Many of our visions of summertime include thinking of kids splashing in the pool, exploring the woods, riding bikes, going to camps and programs, and hanging out with friends. There is certainly a wide menu of options for kids in the summertime and there are more hours to fill with fun.
But there are powerful magnets keeping kids indoors as well. Technology can be a wonderful part of summertime fun and learning, as long as it doesn’t become the “default” activity for hours on end.
Ideas for summer screen time rules:
- Model healthy media use. Pay attention to your own media use in the summertime. Are you checking your email at dinner or texting the entire soccer game? Be deliberate about when you are plugged in to family and when you are plugged in to media.
- Start with a media plan. Talk with your kids about goals and ideas for summer fun. How should media fit into it? What are the rules and expectations? As your kids get older encourage them to generate ideas.
- Encourage active over passive. Sitting in front of the television is not nearly as much fun as engaging in problem solving and collaboration. There is nothing wrong with a favorite TV show but encourage your kids to spend their screen time creating content or using apps/games designed to make learning fun.
- Choose high quality fun. There are a sea of apps and games that promise to be the best but how do you choose the ones that actually promote learning and are fun? Check out Common Sense Media’s new Summer Learning Guide for ideas. They curated a list so that you don’t have to.
- Use technology to get moving and exploring. There are lots of ways to incorporate high quality but minimal technology into outdoor summer fun. Geocaching, Map My Ride, photo challenges, and digital scrapbooks are just a few ideas.
- Get your kids to help. Going on a family trip? Wondering about why the lake at the cabin is green this year? Looking for local markets and events? Have your kids use their screen time to help map out a route, look for local resources, or learn about a local issue.
- Don’t be afraid of boredom. Resist the urge to fill boredom with shows or apps. Sometimes young people’s most creative moments emerge from these down times.
- Ask questions. Ask questions about what your kids are up to online, what they are watching and playing, and what they think about it.
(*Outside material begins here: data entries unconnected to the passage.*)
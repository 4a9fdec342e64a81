//! Command-driven framework build.
//!
//! Runs a shell command inside the workspace and reads back the JSON build
//! document it is expected to write. The command sees:
//!
//! - `NEXTTF_ENTRYPOINT`: the entry point file
//! - `NEXTTF_WORK_PATH`: the workspace directory (also its working directory)
//! - `NEXTTF_BUILD_OUTPUT`: where to write the build document
//!
//! The document mirrors the framework's own output format:
//!
//! ```json
//! {
//!   "routes": [{ "src": "/old", "dest": "/new" }],
//!   "output": {
//!     "index": { "type": "Lambda", "handler": "index.handler", "runtime": "nodejs20.x", "zipPath": "lambdas/index.zip" },
//!     "about.html": { "type": "FileFsRef", "fsPath": ".next/server/pages/about.html" },
//!     "robots.txt": { "type": "FileBlob", "data": "User-agent: *" }
//!   }
//! }
//! ```
//!
//! Relative paths are resolved against the workspace.

use std::collections::BTreeMap;
use std::path::{Path, PathBuf};
use std::process::Stdio;

use serde::Deserialize;
use serde_json::Value;
use tokio::process::Command;
use tracing::{debug, info};

use super::types::{BuildError, BuildRequest, FrameworkBuilder};
use crate::consts::BUILD_OUTPUT_FILE_NAME;
use crate::output::{BuildOutput, BuildResult, Lambda, Prerender, StaticFile};
use crate::route::Route;

/// Runs the framework build as a shell command.
#[derive(Debug, Clone)]
pub struct CommandBuilder {
  /// Command string passed to the shell.
  pub command: String,
  /// Shell override. Defaults to `/bin/sh` (Unix) or PowerShell (Windows).
  pub shell: Option<String>,
}

impl CommandBuilder {
  pub fn new(command: &str) -> Self {
    Self {
      command: command.to_string(),
      shell: None,
    }
  }

  pub fn with_shell(mut self, shell: &str) -> Self {
    self.shell = Some(shell.to_string());
    self
  }
}

impl FrameworkBuilder for CommandBuilder {
  async fn build(&self, request: BuildRequest<'_>) -> Result<BuildResult, BuildError> {
    if !request.has_entrypoint() {
      return Err(BuildError::MissingEntrypoint(request.entrypoint.to_string()));
    }

    let output_path = request.work_path.join(BUILD_OUTPUT_FILE_NAME);
    let (shell_cmd, shell_args) = shell_invocation(self.shell.as_deref());

    info!(cmd = %self.command, work_path = ?request.work_path, files = request.files.len(), "running framework build");

    let output = Command::new(shell_cmd)
      .args(shell_args)
      .arg(&self.command)
      .current_dir(request.work_path)
      .env("NEXTTF_ENTRYPOINT", request.entrypoint)
      .env("NEXTTF_WORK_PATH", request.work_path)
      .env("NEXTTF_BUILD_OUTPUT", &output_path)
      .stdin(Stdio::null())
      .output()
      .await?;

    let stdout = String::from_utf8_lossy(&output.stdout);
    let stderr = String::from_utf8_lossy(&output.stderr);
    if !stdout.is_empty() {
      debug!(stdout = %stdout, "build stdout");
    }
    if !stderr.is_empty() {
      debug!(stderr = %stderr, "build stderr");
    }

    if !output.status.success() {
      return Err(BuildError::CmdFailed {
        cmd: self.command.clone(),
        code: output.status.code(),
      });
    }

    let raw = tokio::fs::read(&output_path)
      .await
      .map_err(|e| BuildError::InvalidOutput {
        path: output_path.clone(),
        message: e.to_string(),
      })?;
    let document: BuildDocument = serde_json::from_slice(&raw).map_err(|e| BuildError::InvalidOutput {
      path: output_path.clone(),
      message: e.to_string(),
    })?;

    document.load(request.work_path).await
  }
}

/// The build document written by the command.
#[derive(Debug, Deserialize)]
struct BuildDocument {
  #[serde(default)]
  routes: Vec<Route>,
  /// Entries stay untyped until `load` so an unknown `type` tag can still be
  /// reported by name.
  #[serde(default)]
  output: BTreeMap<String, Value>,
}

#[derive(Debug, Deserialize)]
#[serde(tag = "type")]
enum RawOutput {
  Lambda {
    handler: String,
    runtime: String,
    #[serde(rename = "zipPath")]
    zip_path: PathBuf,
  },
  FileFsRef {
    #[serde(rename = "fsPath")]
    fs_path: PathBuf,
  },
  FileBlob {
    data: String,
  },
  Prerender {
    #[serde(default)]
    expiration: Option<u64>,
  },
  #[serde(other)]
  Unsupported,
}

impl BuildDocument {
  /// Resolve paths against `work_path` and load lambda payloads.
  async fn load(self, work_path: &Path) -> Result<BuildResult, BuildError> {
    let mut output = BTreeMap::new();

    for (key, value) in self.output {
      let kind = value.get("type").and_then(Value::as_str).unwrap_or_default().to_string();
      let raw: RawOutput = serde_json::from_value(value).map_err(|e| BuildError::InvalidOutput {
        path: work_path.join(BUILD_OUTPUT_FILE_NAME),
        message: format!("output {key:?}: {e}"),
      })?;

      let entry = match raw {
        RawOutput::Lambda {
          handler,
          runtime,
          zip_path,
        } => {
          let path = work_path.join(zip_path);
          let payload = tokio::fs::read(&path)
            .await
            .map_err(|source| BuildError::LoadArtifact { path, source })?;
          BuildOutput::Lambda(Lambda {
            handler,
            runtime,
            payload,
          })
        }
        RawOutput::FileFsRef { fs_path } => BuildOutput::File(StaticFile::FsRef {
          fs_path: work_path.join(fs_path),
        }),
        RawOutput::FileBlob { data } => BuildOutput::File(StaticFile::Blob { data: data.into_bytes() }),
        RawOutput::Prerender { expiration } => BuildOutput::Prerender(Prerender { expiration }),
        RawOutput::Unsupported => BuildOutput::Unsupported { kind },
      };
      output.insert(key, entry);
    }

    Ok(BuildResult {
      routes: self.routes,
      output,
    })
  }
}

#[cfg(unix)]
const DEFAULT_SHELL: &str = "/bin/sh";
#[cfg(windows)]
const DEFAULT_SHELL: &str = "powershell.exe";

/// Shell program and the flags that make it run a single command string.
///
/// The flags are picked from the program's file stem, so `/usr/bin/pwsh` and
/// `pwsh` behave the same.
fn shell_invocation(shell: Option<&str>) -> (&str, &'static [&'static str]) {
  let program = shell.unwrap_or(DEFAULT_SHELL);
  let stem = Path::new(program)
    .file_stem()
    .and_then(|s| s.to_str())
    .unwrap_or(program)
    .to_ascii_lowercase();

  let flags: &'static [&'static str] = match stem.as_str() {
    "powershell" | "pwsh" => &["-NoProfile", "-NonInteractive", "-Command"],
    "cmd" => &["/C"],
    _ => &["-c"],
  };
  (program, flags)
}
- Set limits. Enforce your media plan in as calm and clear a way as you can. For example, “You chose to use your screen time playing video games this morning so now it is time for the games to go away. If you choose to continue playing, you are choosing no screen time tomorrow.” Check out our tips on setting limits and consequences for more strategies.
- Choose your sacred spaces. Agree as a family which parts of the day will be unplugged. Meals? Hour after dinner? Before breakfast? Make sure everyone in the family is involved in setting summer screen time rules.
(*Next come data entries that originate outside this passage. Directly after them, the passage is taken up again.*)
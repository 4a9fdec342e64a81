use std::future::Future;
use std::path::{Path, PathBuf};

use thiserror::Error;

use crate::output::BuildResult;

/// Errors reported by a framework build.
#[derive(Debug, Error)]
pub enum BuildError {
  /// The entry point is not among the source files.
  #[error("entrypoint {0} not found in source files")]
  MissingEntrypoint(String),

  /// Build command exited unsuccessfully.
  #[error("build command failed with exit code {code:?}: {cmd}")]
  CmdFailed { cmd: String, code: Option<i32> },

  /// The build document is missing or malformed.
  #[error("invalid build output {path}: {message}")]
  InvalidOutput { path: PathBuf, message: String },

  /// A file referenced by the build document could not be loaded.
  #[error("failed to load {path}: {source}")]
  LoadArtifact {
    path: PathBuf,
    #[source]
    source: std::io::Error,
  },

  /// I/O error while running the build.
  #[error("io error: {0}")]
  Io(#[from] std::io::Error),
}

/// Inputs handed to the framework build.
#[derive(Debug, Clone, Copy)]
pub struct BuildRequest<'a> {
  /// Source files, relative to `work_path`.
  pub files: &'a [PathBuf],
  /// Entry point file, relative to `work_path`.
  pub entrypoint: &'a str,
  /// Directory the build reads from and writes intermediate output into.
  pub work_path: &'a Path,
}

impl BuildRequest<'_> {
  pub fn has_entrypoint(&self) -> bool {
    self.files.iter().any(|file| file == Path::new(self.entrypoint))
  }
}

/// A framework build that turns sources into routes and outputs.
pub trait FrameworkBuilder {
  fn build(&self, request: BuildRequest<'_>) -> impl Future<Output = Result<BuildResult, BuildError>> + Send;
}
Summer screen time rules for teens
- Listen. What does your teen love most about their online lives? Why? What are the challenges? Is it easier or harder to manage their media lives in the summer? Ask questions. Listen.
- Encourage them to Stop. Think. Act. Young people’s emotional lives are wrapped in their online relationships and without the regular structure of school, managing these relationships can be more difficult. Small conflicts can blow up very quickly online. Talk to your teen about the development of their prefrontal cortex (PFC) and encourage them to come up with strategies to pause between their emotional response and action online/text. Even a few breaths might give their PFC a chance to catch up and guide their decisions with long term consequences in mind.
- Encourage face-to-face connections. Despite young people’s reputation for spending all their time online, most teens actually prefer face-to-face friendships. Encourage all the ways that your teen engages with his or her friends in real life and try to make your home a welcoming place for young people to hang out. Guess who young people will go to when they have a problem after their parents? The parents of their best friend.
- Pay attention. Is your teen sad when they get offline? Happy? Does he or she spend time with friends offline? Still engaged in sports, clubs or other activities? If you are concerned, check your own anxiety before you begin a conversation with your teen and be prepared to listen. For example, “I notice that you seem really angry after you spend a lot of time online. Do you notice that?”
- Don’t ignore warning signs. If you do notice that your teen is showing signs of depression, anxiety, or internet addiction don’t ignore the issue. Talk to your teen and look for outside support.
- Loosen, but don’t let go. Just because your teen is asking for unlimited freedom in the summer months, doesn’t mean they can handle it. Choose the boundaries that are most important to you and your family and enforce them consistently.
- Avoid power struggles. Our tips on “How to Talk to Teenagers” may help you navigate conflict around technology in the summertime.